[[ SOURCE INFORMATION, beginning ]]

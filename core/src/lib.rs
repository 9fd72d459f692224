use ndarray::Array2;
use serde::{Deserialize, Serialize};

pub use board::*;
pub use error::*;
pub use generator::*;
pub use tile::*;
pub use types::*;

mod board;
mod error;
mod generator;
mod tile;
mod types;

/// Everything the core needs to build a board. Pixel sizes, lives and other
/// presentation knobs live with the caller.
#[derive(Copy, Clone, Debug, PartialEq, Serialize, Deserialize)]
pub struct GameConfig {
    pub size: Coord2,
    pub min_hazards: CellCount,
    pub max_hazards: CellCount,
    pub collectibles: CellCount,
}

impl GameConfig {
    pub const fn new_unchecked(
        size: Coord2,
        min_hazards: CellCount,
        max_hazards: CellCount,
        collectibles: CellCount,
    ) -> Self {
        Self {
            size,
            min_hazards,
            max_hazards,
            collectibles,
        }
    }

    /// Normalizes degenerate values: zero-sized grids are bumped to 1x1 and
    /// an inverted hazard range is collapsed. Whether the hazards actually
    /// fit on the grid is checked at build time, not here.
    pub fn new(
        (size_x, size_y): Coord2,
        min_hazards: CellCount,
        max_hazards: CellCount,
        collectibles: CellCount,
    ) -> Self {
        let size_x = size_x.clamp(1, Coord::MAX);
        let size_y = size_y.clamp(1, Coord::MAX);
        let max_hazards = max_hazards.min(mult(size_x, size_y));
        let min_hazards = min_hazards.min(max_hazards);
        Self::new_unchecked((size_x, size_y), min_hazards, max_hazards, collectibles)
    }

    pub const fn total_cells(&self) -> CellCount {
        mult(self.size.0, self.size.1)
    }
}

/// Finalized hazard positions for one board. The mask is immutable once the
/// layout leaves the generator.
#[derive(Clone, Debug, PartialEq)]
pub struct HazardLayout {
    hazard_mask: Array2<bool>,
    hazard_count: CellCount,
}

impl HazardLayout {
    pub fn from_hazard_mask(hazard_mask: Array2<bool>) -> Self {
        let hazard_count = hazard_mask
            .iter()
            .filter(|&&is_hazard| is_hazard)
            .count()
            .try_into()
            .expect("cell count should fit CellCount");
        Self {
            hazard_mask,
            hazard_count,
        }
    }

    pub fn from_hazard_coords(size: Coord2, hazard_coords: &[Coord2]) -> Result<Self> {
        let mut hazard_mask: Array2<bool> = Array2::default(size.to_nd_index());

        for &coords in hazard_coords {
            if coords.0 >= size.0 || coords.1 >= size.1 {
                return Err(GameError::OutOfBounds);
            }
            hazard_mask[coords.to_nd_index()] = true;
        }

        Ok(Self::from_hazard_mask(hazard_mask))
    }

    pub fn validate_coords(&self, coords: Coord2) -> Result<Coord2> {
        let size = self.size();
        if coords.0 < size.0 && coords.1 < size.1 {
            Ok(coords)
        } else {
            Err(GameError::OutOfBounds)
        }
    }

    pub fn size(&self) -> Coord2 {
        let dim = self.hazard_mask.dim();
        (
            dim.0.try_into().expect("axis should fit Coord"),
            dim.1.try_into().expect("axis should fit Coord"),
        )
    }

    pub fn safe_cell_count(&self) -> CellCount {
        self.total_cells() - self.hazard_count
    }

    pub fn total_cells(&self) -> CellCount {
        self.hazard_mask
            .len()
            .try_into()
            .expect("cell count should fit CellCount")
    }

    pub fn hazard_count(&self) -> CellCount {
        self.hazard_count
    }

    pub fn contains_hazard(&self, coords: Coord2) -> bool {
        self.hazard_mask[coords.to_nd_index()]
    }

    pub fn adjacent_hazard_count(&self, coords: Coord2) -> u8 {
        self.hazard_mask
            .iter_neighbors(coords)
            .filter(|&pos| self.contains_hazard(pos))
            .count()
            .try_into()
            .expect("neighbor count should fit u8")
    }

    /// Whether the non-hazard region forms a single 4-connected component.
    ///
    /// Walks orthogonally from the first safe tile and compares the visited
    /// count against the safe-cell total. A board full of hazards is
    /// trivially connected.
    pub fn is_fully_connected(&self) -> bool {
        use std::collections::VecDeque;

        let Some(seed) = self.first_safe_tile() else {
            return true;
        };

        let mut visited: hashbrown::HashSet<Coord2> = hashbrown::HashSet::new();
        visited.insert(seed);
        let mut to_visit = VecDeque::from([seed]);

        while let Some(coords) = to_visit.pop_front() {
            for pos in self.hazard_mask.iter_cardinal(coords) {
                if !self.contains_hazard(pos) && visited.insert(pos) {
                    to_visit.push_back(pos);
                }
            }
        }

        visited.len() == usize::from(self.safe_cell_count())
    }

    fn first_safe_tile(&self) -> Option<Coord2> {
        let (x_end, y_end) = self.size();
        for x in 0..x_end {
            for y in 0..y_end {
                if !self.contains_hazard((x, y)) {
                    return Some((x, y));
                }
            }
        }
        None
    }

    pub(crate) fn iter_neighbors(&self, coords: Coord2) -> NeighborIter {
        self.hazard_mask.iter_neighbors(coords)
    }

    pub(crate) fn iter_cardinal(&self, coords: Coord2) -> CardinalIter {
        self.hazard_mask.iter_cardinal(coords)
    }
}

[[ SOURCE INFORMATION, end ]]

*PROBLEM REQUIREMENTS*. From the material above, copy out every line bearing the string "Deserialize".

*COMPLETED EXERCISE*.
use serde::{Deserialize, Serialize};
#[derive(Copy, Clone, Debug, PartialEq, Serialize, Deserialize)]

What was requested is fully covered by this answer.